Serena Ivaldi est une chercheuse en robotique, spécialiste de l'interaction humains-robots.

Biographie[modifier | modifier le code]

Née en Italie, s'intéresse aux robots en lisant les livres de Isaac Asimov[1], un choix qu'elle conforte lors de son parcours par les interactions avec ses collègues[2].

Serena Ivaldi obtient un master en automatique et robotique à l’université de Gênes, puis effectue son doctorat au laboratoire Robotics[2], Brain and Cognitive Science Lab de l'Istituto italiano di tecnologia (it)[3].

En 2011, elle quitte l'Italie démarre un premier post-doc à l'Institut des systèmes intelligents et de robotique[3] (université Pierre-et-Marie-Curie[2]).

En mai 2014, elle rejoint le groupe IAS de l'université de technologie de Darmstadt pour un second post-doc au sein du projet CoDyCo[3]. En novembre 2014, elle devient chargée de recherche à l'Institut national de recherche en informatique et en automatique Nancy-Grand-Est[3],[2]. Elle rejoint alors le projet LARSEN[4], comme spécialiste de l'interaction humains-robots[2]. Elle participe aux projets européens HEAP et H2020 « AnDy »[2].

Lors de la Pandémie de Covid-19 en France, fin mars 2020 elle co-créé avec Nicla Settembre[5] (Centre Hospitalier Régional et Universitaire de Nancy, INSERM et université de Lorraine[6]) le projet Exo Turn[7], destiné à valider l'utilisation d'un exosquelette pour retourner les patients en réanimation (Décubitus Ventral)[8]. Le prototype est créé en deux semaines en s'inspirant des exosquelettes destinés à l'industrie[5]. Il est testé par 60 soignants de l’hôpital virtuel de Lorraine, et des expérimentations se poursuivent pour d'autres applications hospitalières[7]. Il s'agit de la première utilisation connue d'exo-squelettes dans un service de réanimation hospitalière[6].

Depuis le 8 mars 2021, elle est co-rédactrice en chef du International Journal of Social Robotics[9].
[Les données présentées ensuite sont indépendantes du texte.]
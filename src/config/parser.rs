use crate::config::types::{Config, SearchOverrides};
use crate::config::validation::validate;
use crate::ConfigError;
use sha2::{Digest, Sha256};
use std::path::Path;

/// Parses configuration from TOML text without validating it
pub fn parse_config(content: &str) -> Result<Config, ConfigError> {
    let config: Config = toml::from_str(content)?;
    Ok(config)
}

/// Loads and parses a configuration file from the given path
///
/// # Arguments
///
/// * `path` - Path to the TOML configuration file
///
/// # Returns
///
/// * `Ok(Config)` - Successfully loaded and validated configuration
/// * `Err(ConfigError)` - Failed to load, parse, or validate the configuration
///
/// # Example
///
/// ```no_run
/// use std::path::Path;
/// use listing_ripple::config::load_config;
///
/// let config = load_config(Path::new("config.toml")).unwrap();
/// println!("Searching for: {}", config.search.search_query);
/// ```
pub fn load_config(path: &Path) -> Result<Config, ConfigError> {
    load_config_with_overrides(path, &SearchOverrides::default())
}

/// Loads a configuration file, applies command-line search overrides, then validates
///
/// Overrides are applied before validation so a file without a `[search]`
/// table is accepted as long as the CLI supplies both inputs.
pub fn load_config_with_overrides(
    path: &Path,
    overrides: &SearchOverrides,
) -> Result<Config, ConfigError> {
    let content = std::fs::read_to_string(path)?;
    let mut config = parse_config(&content)?;

    overrides.apply(&mut config.search);

    validate(&config)?;

    Ok(config)
}

/// Computes a SHA-256 hash of the configuration file content
///
/// The hash is stored on each run row so runs made with different settings
/// can be told apart.
///
/// # Returns
///
/// * `Ok(String)` - Hex-encoded SHA-256 hash of the file content
/// * `Err(ConfigError)` - Failed to read the file
pub fn compute_config_hash(path: &Path) -> Result<String, ConfigError> {
    let content = std::fs::read_to_string(path)?;
    let mut hasher = Sha256::new();
    hasher.update(content.as_bytes());
    let result = hasher.finalize();
    Ok(hex::encode(result))
}

/// Loads a configuration with overrides and returns both the config and its hash
pub fn load_config_with_hash(
    path: &Path,
    overrides: &SearchOverrides,
) -> Result<(Config, String), ConfigError> {
    let config = load_config_with_overrides(path, overrides)?;
    let hash = compute_config_hash(path)?;
    Ok((config, hash))
}
//! Output records and the emitter that forwards them to a sink

use crate::extract::{BusinessDetail, Review, SearchCardSummary};
use crate::output::{FailedRequest, RecordSink};
use chrono::{DateTime, Utc};
use serde::{Deserialize, Serialize};
use std::sync::atomic::{AtomicU64, Ordering};
use std::sync::Arc;

/// One emitted business: listing attributes, reviews and the scrape time
///
/// Serialized flat, so the listing fields sit next to `reviews` and `scrapedAt`.
#[derive(Debug, Clone, PartialEq, Serialize, Deserialize)]
#[serde(rename_all = "camelCase")]
pub struct OutputRecord {
    #[serde(flatten)]
    pub detail: BusinessDetail,
    pub reviews: Option<Vec<Review>>,
    pub scraped_at: DateTime<Utc>,
}

impl OutputRecord {
    /// Builds a record stamped with the current time
    pub fn assemble(
        detail: BusinessDetail,
        reviews: Vec<Review>,
        carried: Option<&SearchCardSummary>,
    ) -> Self {
        assemble_record(detail, reviews, carried, Utc::now())
    }
}

/// Builds a record from a listing page's extraction results
///
/// An empty review list becomes `None`. When the listing page yielded no name
/// or no rating, the values read from the search card are used instead.
pub fn assemble_record(
    mut detail: BusinessDetail,
    reviews: Vec<Review>,
    carried: Option<&SearchCardSummary>,
    scraped_at: DateTime<Utc>,
) -> OutputRecord {
    if let Some(summary) = carried {
        if detail.business_name.is_empty() {
            if let Some(name) = &summary.business_name {
                detail.business_name = name.clone();
            }
        }
        if detail.rating.is_none() {
            detail.rating = summary.rating;
        }
    }

    OutputRecord {
        detail,
        reviews: (!reviews.is_empty()).then_some(reviews),
        scraped_at,
    }
}

/// Forwards records and failures to the configured sink
///
/// Emission never fails from the caller's point of view: sink errors are
/// logged and counted, and the record is not retried.
pub struct Emitter {
    sink: Arc<dyn RecordSink>,
    emitted: AtomicU64,
    sink_errors: AtomicU64,
}

impl Emitter {
    pub fn new(sink: Arc<dyn RecordSink>) -> Self {
        Self {
            sink,
            emitted: AtomicU64::new(0),
            sink_errors: AtomicU64::new(0),
        }
    }

    /// Hands one record to the sink; returns whether the sink accepted it
    pub fn emit(&self, record: &OutputRecord) -> bool {
        match self.sink.emit(record) {
            Ok(()) => {
                self.emitted.fetch_add(1, Ordering::Relaxed);
                true
            }
            Err(e) => {
                self.sink_errors.fetch_add(1, Ordering::Relaxed);
                tracing::warn!(url = %record.detail.url, "Failed to write record: {}", e);
                false
            }
        }
    }

    pub fn record_failure(&self, failure: &FailedRequest) {
        if let Err(e) = self.sink.record_failure(failure) {
            tracing::warn!(url = %failure.url, "Failed to store failed request: {}", e);
        }
    }

    pub fn finalize(&self) {
        if let Err(e) = self.sink.finalize() {
            tracing::warn!("Failed to finalize output: {}", e);
        }
    }

    /// Records the sink accepted so far
    pub fn emitted(&self) -> u64 {
        self.emitted.load(Ordering::Relaxed)
    }

    pub fn sink_errors(&self) -> u64 {
        self.sink_errors.load(Ordering::Relaxed)
    }
}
Références[modifier | modifier le code]

  1. « LORIA » Journée internationale des droits des femmes : Serena Ivaldi », sur www.loria.fr (consulté le 14 mars 2021)
  2. a b c d e et f « Serena Ivaldi : une femme, des robots et des humains | Inria », sur www.inria.fr (consulté le 14 mars 2021)
  3. a b c et d (en) Jan Peters and the IAS Team, « Serena Ivaldi - Alumni - Intelligent Autonomous Systems - TU Darmstadt », sur www.ias.informatik.tu-darmstadt.de (consulté le 14 mars 2021)
  4. « Serena Ivaldi | Inria », sur www.inria.fr (consulté le 14 mars 2021)
  5. a et b « A Nancy, des chercheurs proposent un exosquelette pour soulager les soignants du CHRU », sur France Bleu, (consulté le 14 mars 2021)
  6. a et b « Utiliser les exosquelettes pour aider le personnel soignant en réanimation grâce au projet ExoTurn », sur Recherchecovid.enseignementsup-recherche.gouv.fr (consulté le 14 mars 2021)
  7. a et b « L’hôpital face au Covid-19 : les exosquelettes prêtent main forte aux équipes de réanimation - Innovation », sur Essentiel Santé Magazine, (consulté le 14 mars 2021)
  8. « Exo Turn aide les soignants à retourner les patients en réanimation », sur Les Echos, (consulté le 14 mars 2021)
  9. « https://twitter.com/springereng/status/1368918562480549891 », sur Twitter (consulté le 14 mars 2021)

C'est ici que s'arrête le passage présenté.